BBC Dorset FM
- England;
- Broadcast area: Dorset
- Frequency: 103.8 FM (Bincombe Hill)

Programming
- Language: English
- Format: Local news, talk and music

Ownership
- Owner: BBC Local Radio

History
- First air date: 26 April 1993
- Last air date: March 1996

= BBC Dorset FM =

Former British radio station

BBC Dorset FM was a BBC Local Radio station based in Dorchester, covering the county of Dorset in England which broadcast from 1993 to 1996. It was the last BBC Local Radio station to launch which covered a previously unserved area. It operated as an opt-out station from BBC Radio Devon for around 23 hours a week.

==History==
BBC Dorset FM emerged after plans for a full-time station for Dorset were cancelled in 1990, as part of a series of measures designed to save £3 million. Dorset FM opened on 26 April 1993, broadcasting to central and West Dorset on 103.8 FM from its transmitter on Bincombe Hill.

The station produced three-and-a-half hours of its own programming each weekday - Good Morning Dorset from 6:30 am to 9 am, and Dorset Newshour from 12 pm to 1 pm. In addition there were three hours of programmes on Saturday and two hours on Sunday. The remainder of the station's output was relayed from BBC Radio Devon.

In March 1996, BBC Dorset FM closed, and was replaced on 103.8 FM by a relay of BBC Radio Solent, albeit with a news and information service tailored to rural Dorset. The Dorchester studio became a district office of Radio Solent.

==Planned relaunch==
By 2004, the BBC were proposing a series of new BBC local radio stations, including one for Dorset. However, as a part of a series of cutbacks announced in October 2007, plans for the station were abandoned. The Dorset Broadcasting Action Group continues to campaign for the introduction of a separate station for Dorset.
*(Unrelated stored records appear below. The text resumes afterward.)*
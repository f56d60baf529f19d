//! Signup and signin
//!
//! # Performance Optimizations
//!
//! - Password hashing/verification runs on the blocking thread pool
//! - JWT keys are pre-computed in [`JwtService`]
//!
//! Signup and signin return the same [`AuthResult`] shape so callers
//! handle both the same way.

use crate::auth::{JwtService, PasswordService};
use crate::error::ApiError;
use crate::repositories::{NewUser, UserRecord, UserRepository};
use authflow_shared::{AuthResult, SigninRequest, SignupRequest, UserRole};
use metrics::counter;
use secrecy::SecretString;
use std::sync::Arc;
use tracing::{info, instrument, warn};

pub const USER_ALREADY_EXISTS: &str = "User already exists";
pub const USER_NOT_FOUND: &str = "user not found";
pub const PASSWORD_INCORRECT: &str = "password incorrect";

/// Signup input. The password is only ever hashed, never stored or logged.
pub struct SignupCredentials {
    pub name: String,
    pub email: String,
    pub password: SecretString,
}

impl From<SignupRequest> for SignupCredentials {
    fn from(req: SignupRequest) -> Self {
        Self {
            name: req.name,
            email: req.email,
            password: SecretString::new(req.password),
        }
    }
}

/// Signin input
pub struct SigninCredentials {
    pub email: String,
    pub password: SecretString,
}

impl From<SigninRequest> for SigninCredentials {
    fn from(req: SigninRequest) -> Self {
        Self {
            email: req.email,
            password: SecretString::new(req.password),
        }
    }
}

/// Authentication flow over explicit collaborators
pub struct AuthService {
    users: Arc<dyn UserRepository>,
    passwords: PasswordService,
    tokens: JwtService,
}

impl AuthService {
    pub fn new(users: Arc<dyn UserRepository>, passwords: PasswordService, tokens: JwtService) -> Self {
        Self {
            users,
            passwords,
            tokens,
        }
    }

    /// Register a new user and sign them in
    #[instrument(skip_all, fields(email = %credentials.email))]
    pub async fn signup(&self, credentials: SignupCredentials) -> Result<AuthResult, ApiError> {
        if self.users.find_by_email(&credentials.email).await?.is_some() {
            counter!("authflow_auth_failures_total", "reason" => "user_exists").increment(1);
            warn!("Signup for an existing email");
            return Err(ApiError::Conflict(USER_ALREADY_EXISTS.to_string()));
        }

        let password_hash = self.passwords.hash_async(credentials.password).await?;

        // The unique index still guards the window between lookup and insert
        let user = self
            .users
            .create(NewUser {
                name: credentials.name,
                email: credentials.email,
                password_hash,
                role: UserRole::default(),
            })
            .await?;

        counter!("authflow_signups_total").increment(1);
        info!(user_id = %user.id, "User signed up");
        self.authenticate(&user)
    }

    /// Check credentials and issue tokens. Never writes to the store.
    #[instrument(skip_all, fields(email = %credentials.email))]
    pub async fn signin(&self, credentials: SigninCredentials) -> Result<AuthResult, ApiError> {
        let Some(user) = self.users.find_by_email(&credentials.email).await? else {
            counter!("authflow_auth_failures_total", "reason" => "user_not_found").increment(1);
            warn!("Signin for unknown email");
            return Err(ApiError::Unauthorized(USER_NOT_FOUND.to_string()));
        };

        let valid = self
            .passwords
            .verify_async(credentials.password, user.password_hash.clone())
            .await?;
        if !valid {
            counter!("authflow_auth_failures_total", "reason" => "password_incorrect")
                .increment(1);
            warn!(user_id = %user.id, "Signin with incorrect password");
            return Err(ApiError::Unauthorized(PASSWORD_INCORRECT.to_string()));
        }

        counter!("authflow_signins_total").increment(1);
        info!(user_id = %user.id, "User signed in");
        self.authenticate(&user)
    }

    fn authenticate(&self, user: &UserRecord) -> Result<AuthResult, ApiError> {
        let access_token = self
            .tokens
            .issue_access_token(user.id, &user.email, user.role)?;
        let refresh_token = self.tokens.issue_refresh_token(user.id)?;

        Ok(AuthResult {
            user: user.to_user(),
            access_token,
            refresh_token,
        })
    }
}

#[cfg(test)]
mod tests {
    use super::*;
    use crate::repositories::{InMemoryUserRepository, RepositoryError};
    use async_trait::async_trait;
    use axum::http::StatusCode;

    fn service_with(repo: Arc<dyn UserRepository>) -> AuthService {
        AuthService::new(
            repo,
            PasswordService::new(4),
            JwtService::new("test-secret", 3600, 604800),
        )
    }

    fn signup_input(email: &str, password: &str) -> SignupCredentials {
        SignupRequest {
            name: "John Doe".to_string(),
            email: email.to_string(),
            password: password.to_string(),
        }
        .into()
    }

    fn signin_input(email: &str, password: &str) -> SigninCredentials {
        SigninRequest {
            email: email.to_string(),
            password: password.to_string(),
        }
        .into()
    }

    #[tokio::test]
    async fn test_signup_returns_user_and_tokens() {
        let repo = Arc::new(InMemoryUserRepository::new());
        let service = service_with(repo.clone());

        let result = service
            .signup(signup_input("john@example.com", "Password@123"))
            .await
            .unwrap();

        assert_eq!(result.user.email, "john@example.com");
        assert_eq!(result.user.role, UserRole::User);
        assert!(!result.access_token.is_empty());
        assert!(!result.refresh_token.is_empty());

        let stored = repo.find_by_email("john@example.com").await.unwrap().unwrap();
        assert_ne!(stored.password_hash, "Password@123");
    }

    #[tokio::test]
    async fn test_signup_tokens_carry_user_claims() {
        let tokens = JwtService::new("test-secret", 3600, 604800);
        let service = service_with(Arc::new(InMemoryUserRepository::new()));

        let result = service
            .signup(signup_input("john@example.com", "Password@123"))
            .await
            .unwrap();

        let access = tokens.decode_access_token(&result.access_token).unwrap();
        assert_eq!(access.sub, result.user.id.to_string());
        assert_eq!(access.email, "john@example.com");
        assert_eq!(access.role, UserRole::User);

        let refresh = tokens.decode_refresh_token(&result.refresh_token).unwrap();
        assert_eq!(refresh.sub, result.user.id.to_string());
    }

    #[tokio::test]
    async fn test_signup_existing_email_conflicts() {
        let repo = Arc::new(InMemoryUserRepository::new());
        let service = service_with(repo.clone());
        service
            .signup(signup_input("john@example.com", "Password@123"))
            .await
            .unwrap();

        let err = service
            .signup(signup_input("john@example.com", "Other@4567"))
            .await
            .unwrap_err();

        assert!(matches!(&err, ApiError::Conflict(msg) if msg == USER_ALREADY_EXISTS));
        assert_eq!(repo.len().await, 1);
    }

    #[tokio::test]
    async fn test_signin_round_trip() {
        let service = service_with(Arc::new(InMemoryUserRepository::new()));
        let signed_up = service
            .signup(signup_input("john@example.com", "Password@123"))
            .await
            .unwrap();

        let signed_in = service
            .signin(signin_input("john@example.com", "Password@123"))
            .await
            .unwrap();

        assert_eq!(signed_in.user, signed_up.user);
        assert!(!signed_in.access_token.is_empty());
    }

    #[tokio::test]
    async fn test_signin_unknown_email() {
        let service = service_with(Arc::new(InMemoryUserRepository::new()));
        let err = service
            .signin(signin_input("ghost@example.com", "Password@123"))
            .await
            .unwrap_err();

        assert!(matches!(&err, ApiError::Unauthorized(msg) if msg == USER_NOT_FOUND));
        assert_eq!(err.status(), StatusCode::UNAUTHORIZED);
    }

    #[tokio::test]
    async fn test_signin_wrong_password() {
        let service = service_with(Arc::new(InMemoryUserRepository::new()));
        service
            .signup(signup_input("john@example.com", "Password@123"))
            .await
            .unwrap();

        let err = service
            .signin(signin_input("john@example.com", "wrong"))
            .await
            .unwrap_err();

        assert!(matches!(&err, ApiError::Unauthorized(msg) if msg == PASSWORD_INCORRECT));
    }

    #[tokio::test]
    async fn test_signin_does_not_mutate_user() {
        let repo = Arc::new(InMemoryUserRepository::new());
        let service = service_with(repo.clone());
        service
            .signup(signup_input("john@example.com", "Password@123"))
            .await
            .unwrap();
        let before = repo.find_by_email("john@example.com").await.unwrap();

        for _ in 0..2 {
            service
                .signin(signin_input("john@example.com", "Password@123"))
                .await
                .unwrap();
        }

        assert_eq!(repo.find_by_email("john@example.com").await.unwrap(), before);
        assert_eq!(repo.len().await, 1);
    }

    /// Reports every email as free, so only the store's constraint stops duplicates
    struct RacingRepository(InMemoryUserRepository);

    #[async_trait]
    impl UserRepository for RacingRepository {
        async fn find_by_email(&self, _email: &str) -> Result<Option<UserRecord>, RepositoryError> {
            Ok(None)
        }

        async fn create(&self, user: NewUser) -> Result<UserRecord, RepositoryError> {
            self.0.create(user).await
        }

        async fn health_check(&self) -> Result<(), RepositoryError> {
            Ok(())
        }
    }

    #[tokio::test]
    async fn test_duplicate_key_after_lookup_race() {
        let service = service_with(Arc::new(RacingRepository(InMemoryUserRepository::new())));
        service
            .signup(signup_input("john@example.com", "Password@123"))
            .await
            .unwrap();

        let err = service
            .signup(signup_input("john@example.com", "Password@123"))
            .await
            .unwrap_err();

        assert!(matches!(err, ApiError::DuplicateKey(_)));
        assert_eq!(err.status(), StatusCode::CONFLICT);
    }

    #[tokio::test]
    async fn test_corrupt_stored_hash_is_internal() {
        let repo = Arc::new(InMemoryUserRepository::new());
        repo.create(NewUser {
            name: "John Doe".to_string(),
            email: "john@example.com".to_string(),
            password_hash: "plaintext".to_string(),
            role: UserRole::User,
        })
        .await
        .unwrap();

        let err = service_with(repo)
            .signin(signin_input("john@example.com", "Password@123"))
            .await
            .unwrap_err();

        assert_eq!(err.status(), StatusCode::INTERNAL_SERVER_ERROR);
    }
}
Thanks to continued pressure on the BBC by the Dorset Broadcasting Action Group (DorBAG), the BBC finally launched a new dedicated Dorset Breakfast programme on 8 July 2013. This is now an opt-out from BBC Radio Solent on 103.8 FM using the transmitter at Bincombe Hill and, more recently on several DAB transmitters but neither FM nor DAB reach most of West Dorset due to coverage of the Bincombe Hill / DAB transmitters which effectively only reach mid / south Dorset, leaving much of the county still uncovered. However, it is also available online and on Freeview channel 734. The BBC has agreed with DorBAG that the ultimate aim is to extend the programme to cover the whole county. This may require additional transmitters which is under discussion between the BBC and DorBAG.

It transmits from 7 am to 9 am weekdays. The reporting / editorial team is based in the Dorchester studio create and runs the programme. The remainder of the broadcasts each day are of BBC Radio Solent.